Decide whether you want your application installed for all users of the
system or just the one signed on. If the former, put it in /opt, and put a
link to it someplace, like on the desktop, which will be /home/user/Desktop.
You'll have to put a link in for each user in the different desktops.
You'll need the root password to write to /opt.
If the latter, put it in /home/user. Its not very common for software to be
installed in the user's home folder, but it does happen. My own rev
software is there. I don't put it in a dot folder however, since I want to
be able to get at it without looking through all the other invisible
folders. So then it would be in /home/user/theapp, for instance.
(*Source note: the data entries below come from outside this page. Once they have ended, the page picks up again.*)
//! Learning-stage state machine.
//!
//! Each play outcome advances a `TrainingRecord` through the stage
//! machine and yields the queue directive for the unit that produced it.
//! Side effects (`learned`, `remembered`, `recalled`, `forgotten`) are
//! selected by the pre-transition status.
//!
//! The table is total: every (status, outcome) pair maps to exactly one
//! (next status, directive) pair. The first presentation of a `New` unit
//! teaches the answer, so its failure arm behaves like success.

use chrono::Duration;
use serde::{Deserialize, Serialize};

use crate::core::TrainRng;
use crate::error::ScheduleError;
use crate::record::{RootRecord, Status, TrainingRecord};

use super::clock::Clock;
use super::dates::project_due_date;

/// Result of one attempt at a unit.
#[derive(Clone, Copy, Debug, PartialEq, Eq, Serialize, Deserialize)]
pub enum Outcome {
    Success,
    Failure,
}

/// What the queue does with a unit after it was played.
#[derive(Clone, Copy, Debug, PartialEq, Eq, Serialize, Deserialize)]
pub enum Directive {
    /// Drop the unit; it is done for this session.
    Discard,
    /// Put the unit back for another pass later in the session.
    Reinsert,
    /// Cooperative abort: stop the whole session immediately.
    Abort,
}

/// Advances training records on play outcomes.
pub struct Scheduler {
    clock: Box<dyn Clock>,
    rng: TrainRng,
}

impl Scheduler {
    /// Create a scheduler over a time source and RNG stream.
    pub fn new(clock: Box<dyn Clock>, rng: TrainRng) -> Self {
        Self { clock, rng }
    }

    /// The current date, as seen by this scheduler's clock.
    #[must_use]
    pub fn today(&self) -> chrono::NaiveDate {
        self.clock.today()
    }

    /// Apply one outcome to a record, returning the queue directive.
    pub fn apply(
        &mut self,
        record: &mut TrainingRecord,
        root: &mut RootRecord,
        outcome: Outcome,
    ) -> Result<Directive, ScheduleError> {
        use Outcome::{Failure, Success};
        use Status::{Learning1, Learning2, New, Remembering1, Remembering2, Review};

        let directive = match (record.status, outcome) {
            (New, _) => {
                record.status = Learning1;
                Directive::Reinsert
            }
            (Learning1, Success) => {
                record.status = Learning2;
                Directive::Reinsert
            }
            (Learning1, Failure) => Directive::Reinsert,
            (Learning2, Success) => {
                self.learned(record, root)?;
                Directive::Discard
            }
            (Learning2, Failure) => {
                record.status = Learning1;
                Directive::Reinsert
            }
            (Remembering1, Success) => {
                record.status = Remembering2;
                Directive::Reinsert
            }
            (Remembering1, Failure) => Directive::Reinsert,
            (Remembering2, Success) => {
                self.remembered(record);
                Directive::Discard
            }
            (Remembering2, Failure) => {
                record.status = Remembering1;
                Directive::Reinsert
            }
            (Review, Success) => {
                self.recalled(record, root);
                Directive::Discard
            }
            (Review, Failure) => {
                self.forgotten(record);
                Directive::Reinsert
            }
        };

        tracing::trace!(?outcome, status = ?record.status, ?directive, "applied outcome");
        Ok(directive)
    }

    /// Second learning confirmation succeeded: the unit is mastered for
    /// the first time, which consumes one unit of daily capacity.
    fn learned(
        &mut self,
        record: &mut TrainingRecord,
        root: &mut RootRecord,
    ) -> Result<(), ScheduleError> {
        root.consume_learning()?;
        let today = self.clock.today();
        record.status = Status::Review;
        record.last_study = Some(today);
        record.due = Some(today + Duration::days(1));
        record.successes += 1;
        Ok(())
    }

    /// Second remembering confirmation succeeded after a forgotten
    /// review; the due date is left as-is.
    fn remembered(&mut self, record: &mut TrainingRecord) {
        record.status = Status::Review;
        record.last_study = Some(self.clock.today());
        record.successes += 1;
    }

    /// A due review succeeded: project the next due date.
    fn recalled(&mut self, record: &mut TrainingRecord, root: &RootRecord) {
        let today = self.clock.today();
        // A review record missing its dates degrades to a zero gap,
        // which the projection clamps to a one-day interval.
        let last_study = record.last_study.unwrap_or(today);
        let current_due = record.due.unwrap_or(today);
        record.due = Some(project_due_date(
            today,
            last_study,
            current_due,
            root.recall_factor,
            root.recall_radius,
            root.recall_max,
            &mut self.rng,
        ));
        record.last_study = Some(today);
        record.successes += 1;
    }

    /// A due review failed: back to the remembering stages.
    fn forgotten(&mut self, record: &mut TrainingRecord) {
        record.failures += 1;
        record.status = Status::Remembering1;
    }
}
If you do
this, I would put the preferences in (for instance)
/home/user/theapp/.theappprefs. This will make the prefs file invisible, if
that's what you want.
The user can make them visible again by checking 'show hidden files' in the
The default folder may not behave quite as expected. Its may not end up
being set as /home/user/theapp in the above example, but as /home/user, so
you might have to set it explicitly to what you want, or have the user do it
Be aware that your user need not necessarily have a desktop to put icons on.
That is, he'll always have a folder called /home/user/Desktop, but he may
not be running a desktop environment or window manager which puts icons on
the desktop in the Windows or MacOS way. Fluxbox is an example of a window
manager like this. It might be something to cover in the Readme.
> Hi Mark S.
> I can't try it because I don't have a Linux box available now.
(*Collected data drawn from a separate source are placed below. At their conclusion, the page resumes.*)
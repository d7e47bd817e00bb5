//! Collection traversal and aggregate counts.
//!
//! How groups are discovered (directories, database rows) is outside the
//! core; a `Catalog` is just named groups of tree identifiers with an
//! aggregate-count operation over their records.

use chrono::NaiveDate;
use rustc_hash::FxHashMap;

use crate::error::DrillResult;
use crate::record::{RootRecord, Status, TrainingRecord};
use crate::tree::resolve;

use super::storage::{TreeId, TreeStore};

/// Aggregate training counts for one group of trees.
#[derive(Clone, Copy, Debug, Default, PartialEq, Eq)]
pub struct GroupStats {
    /// Trees in the group.
    pub trees: usize,

    /// Trees never opened for training (no root record yet).
    pub unopened: usize,

    /// Solutions not yet mastered (new or mid-learning).
    pub new: usize,

    /// Solutions awaiting work today (due reviews and relearns).
    pub due: usize,

    /// Solutions that have reached review at some point.
    pub learned: usize,
}

/// Named groups of tree identifiers.
#[derive(Clone, Debug, Default)]
pub struct Catalog {
    groups: FxHashMap<String, Vec<TreeId>>,
}

impl Catalog {
    /// Create an empty catalog.
    #[must_use]
    pub fn new() -> Self {
        Self::default()
    }

    /// Add a tree to a group, creating the group if needed.
    pub fn add(&mut self, group: &str, id: TreeId) {
        self.groups.entry(group.to_string()).or_default().push(id);
    }

    /// Group names in sorted order.
    #[must_use]
    pub fn groups(&self) -> Vec<&str> {
        let mut names: Vec<_> = self.groups.keys().map(String::as_str).collect();
        names.sort_unstable();
        names
    }

    /// Tree identifiers in a group, in insertion order.
    #[must_use]
    pub fn trees(&self, group: &str) -> &[TreeId] {
        self.groups.get(group).map_or(&[], Vec::as_slice)
    }

    /// Compute aggregate counts for one group.
    ///
    /// Trees without a root record are counted as unopened and skipped;
    /// structural or decode errors in an opened tree propagate.
    pub fn stats(
        &self,
        group: &str,
        store: &mut dyn TreeStore,
        today: NaiveDate,
    ) -> DrillResult<GroupStats> {
        let mut stats = GroupStats::default();

        for id in self.trees(group) {
            stats.trees += 1;
            let tree = store.load(id)?;

            let Some(note) = tree.get(tree.root()).note.clone() else {
                stats.unopened += 1;
                continue;
            };
            let root_record = RootRecord::decode(&note)?;
            let resolution = resolve(&tree, root_record.perspective)?;

            for &solution in &resolution.solutions {
                let record = TrainingRecord::decode(tree.get(solution).note.as_deref())?;
                match record.status {
                    Status::New | Status::Learning1 | Status::Learning2 => stats.new += 1,
                    Status::Remembering1 | Status::Remembering2 => stats.due += 1,
                    Status::Review => {
                        stats.learned += 1;
                        if record.due.map_or(true, |d| d <= today) {
                            stats.due += 1;
                        }
                    }
                }
            }
        }

        Ok(stats)
    }
}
> But will be putting the application out to beta sometime soon - next year
> So if I do the following:
> put specialFolderPath("Preferences") into tPath --for MacOS
> put specialFolderPath(26) into tPath --for Windows
> put ~/applications into tPath --for Linux
> This should return me the path to the users applications folder?
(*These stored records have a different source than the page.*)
//! Resolver integration tests over hand-built annotated trees.

use drillbook::{candidate_solution, resolve, Color, Marker, TreeBuilder, TreeError};

// =============================================================================
// Mainline Extraction
// =============================================================================

#[test]
fn test_five_solution_linear_tree_black() {
    // A linear tree with 5 Black plies: exactly 5 solutions in mainline
    // order and a single line covering all of them.
    let mut b = TreeBuilder::new(Color::White);
    let mut parent = b.root();
    let mut ids = Vec::new();
    for san in [
        "d4", "Nf6", "c4", "e6", "Nc3", "Bb4", "e3", "O-O", "Bd3", "d5",
    ] {
        parent = b.child(parent, san);
        ids.push(parent);
    }
    let tree = b.finish();

    let res = resolve(&tree, Color::Black).unwrap();

    let expected: Vec<_> = ids.iter().copied().skip(1).step_by(2).collect();
    assert_eq!(res.solutions, expected);
    assert_eq!(res.solutions.len(), 5);

    assert_eq!(res.lines.len(), 1);
    assert_eq!(res.lines[0].len(), 5);
    let first_pair = res.lines[0].pairs().next().unwrap();
    assert_eq!(first_pair, (ids[0], ids[1]));
}

#[test]
fn test_solution_moves_match_tree_moves() {
    let mut b = TreeBuilder::new(Color::White);
    let e4 = b.child(b.root(), "e4");
    let e5 = b.child(e4, "e5");
    let tree = b.finish();

    let res = resolve(&tree, Color::Black).unwrap();
    assert_eq!(res.solutions, vec![e5]);
    assert_eq!(tree.get(e5).mv.as_ref().unwrap().san, "e5");
}

// =============================================================================
// Blunders and Alternatives
// =============================================================================

#[test]
fn test_blunder_reply_found_under_flipped_perspective() {
    // A problem with one plain child and one blunder child, the blunder
    // child having its own reply: 2 solutions total.
    let mut b = TreeBuilder::new(Color::White);
    let e4 = b.child(b.root(), "e4");
    let e5 = b.child(e4, "e5");
    let f6 = b.blunder(e4, "f6");
    let qh5 = b.child(f6, "Qh5");
    let tree = b.finish();

    let res = resolve(&tree, Color::Black).unwrap();

    assert_eq!(res.solutions, vec![e5, qh5]);
    assert_eq!(res.lines.len(), 2);
    assert_eq!(res.lines[0].nodes, vec![e4, e5]);
    assert_eq!(res.lines[1].nodes, vec![f6, qh5]);
}

#[test]
fn test_blunder_without_reply_contributes_nothing() {
    let mut b = TreeBuilder::new(Color::White);
    let e4 = b.child(b.root(), "e4");
    let e5 = b.child(e4, "e5");
    let _f6 = b.blunder(e4, "f6");
    let tree = b.finish();

    let res = resolve(&tree, Color::Black).unwrap();

    // The blunder node itself is never a solution; with no modeled
    // refutation there is nothing to drill under the flipped view.
    assert_eq!(res.solutions, vec![e5]);
    assert_eq!(res.lines.len(), 1);
}

#[test]
fn test_alternative_is_an_independent_solution_and_line() {
    let mut b = TreeBuilder::new(Color::White);
    let e4 = b.child(b.root(), "e4");
    let e5 = b.child(e4, "e5");
    let c5 = b.alternative(e4, "c5");
    let tree = b.finish();

    let res = resolve(&tree, Color::Black).unwrap();

    assert_eq!(res.solutions, vec![e5, c5]);
    assert_eq!(res.lines.len(), 2);
    // Both lines begin at the shared problem.
    assert_eq!(res.lines[0].nodes, vec![e4, e5]);
    assert_eq!(res.lines[1].nodes, vec![e4, c5]);
}

#[test]
fn test_deep_tree_mixing_all_annotations() {
    // Mainline with an alternative and a refuted blunder hanging off
    // the same problem, each annotation spawning its own line.
    let mut b = TreeBuilder::new(Color::White);
    let e4 = b.child(b.root(), "e4");
    let e5 = b.child(e4, "e5");
    let nf3 = b.child(e5, "Nf3");
    let nc6 = b.child(nf3, "Nc6");
    let c5 = b.alternative(e4, "c5");
    let nf3_sic = b.child(c5, "Nf3");
    let d6 = b.child(nf3_sic, "d6");
    let f6 = b.blunder(e4, "f6");
    let qh5 = b.child(f6, "Qh5");
    let tree = b.finish();

    let res = resolve(&tree, Color::Black).unwrap();

    assert_eq!(res.solutions, vec![e5, nc6, c5, d6, qh5]);
    assert_eq!(res.lines.len(), 3);
    assert_eq!(res.lines[0].nodes, vec![e4, e5, nf3, nc6]);
    assert_eq!(res.lines[1].nodes, vec![e4, c5, nf3_sic, d6]);
    assert_eq!(res.lines[2].nodes, vec![f6, qh5]);
}

// =============================================================================
// Structural Errors
// =============================================================================

#[test]
fn test_two_unmarked_children_is_ambiguous() {
    let mut b = TreeBuilder::new(Color::White);
    let e4 = b.child(b.root(), "e4");
    b.child(e4, "e5");
    b.child(e4, "c5");
    let tree = b.finish();

    let err = resolve(&tree, Color::Black).unwrap_err();
    assert!(matches!(err, TreeError::AmbiguousSolution { count: 2, .. }));
}

#[test]
fn test_marking_one_branch_resolves_ambiguity() {
    let mut b = TreeBuilder::new(Color::White);
    let e4 = b.child(b.root(), "e4");
    let e5 = b.child(e4, "e5");
    b.alternative(e4, "c5");
    let tree = b.finish();

    assert_eq!(candidate_solution(&tree, e4).unwrap(), Some(e5));
    assert!(resolve(&tree, Color::Black).is_ok());
}

#[test]
fn test_both_markers_on_one_node_is_error() {
    let mut b = TreeBuilder::new(Color::White);
    let e4 = b.child(b.root(), "e4");
    b.child(e4, "e5");
    let bad = b.blunder(e4, "f6");
    let mut tree = b.finish();
    tree.get_mut(bad).markers.push(Marker::Alternative);

    let err = resolve(&tree, Color::Black).unwrap_err();
    assert_eq!(err, TreeError::ConflictingMarkers { node: bad });
}

#[test]
fn test_error_in_sideline_propagates() {
    // The ambiguity sits deep inside an alternative branch; resolution
    // still refuses the whole tree rather than guessing.
    let mut b = TreeBuilder::new(Color::White);
    let e4 = b.child(b.root(), "e4");
    b.child(e4, "e5");
    let c5 = b.alternative(e4, "c5");
    let nf3 = b.child(c5, "Nf3");
    b.child(nf3, "d6");
    b.child(nf3, "Nc6");
    let tree = b.finish();

    assert!(resolve(&tree, Color::Black).is_err());
}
> And after that if I append the software company name & application name,
> this should be OK for storing application information, such application
> Mark Stuart
> Mark Schonewille-3 wrote:
>> Hi Mark,
>> Try this: ~/applications
>> Best regards,
>> Mark Schonewille
>> Economy-x-Talk Consulting and Software Engineering
>> Dutch forum: http://runrev.info/rrforum
>> We are always looking for new projects! Feel free to contact us to
>> discuss your custom software project!
>> On 26 dec 2008, at 02:13, mfstuart wrote:
>>> Merry Christmas to all,
>>> As specialFolderPath(26) returns "C:/Documents and Settings/user/
>>> Data" on Windows,
>>> what is the equivilant on Linux?
>>> I need to know the path to the application data and then append the
>>> company name and application name to it.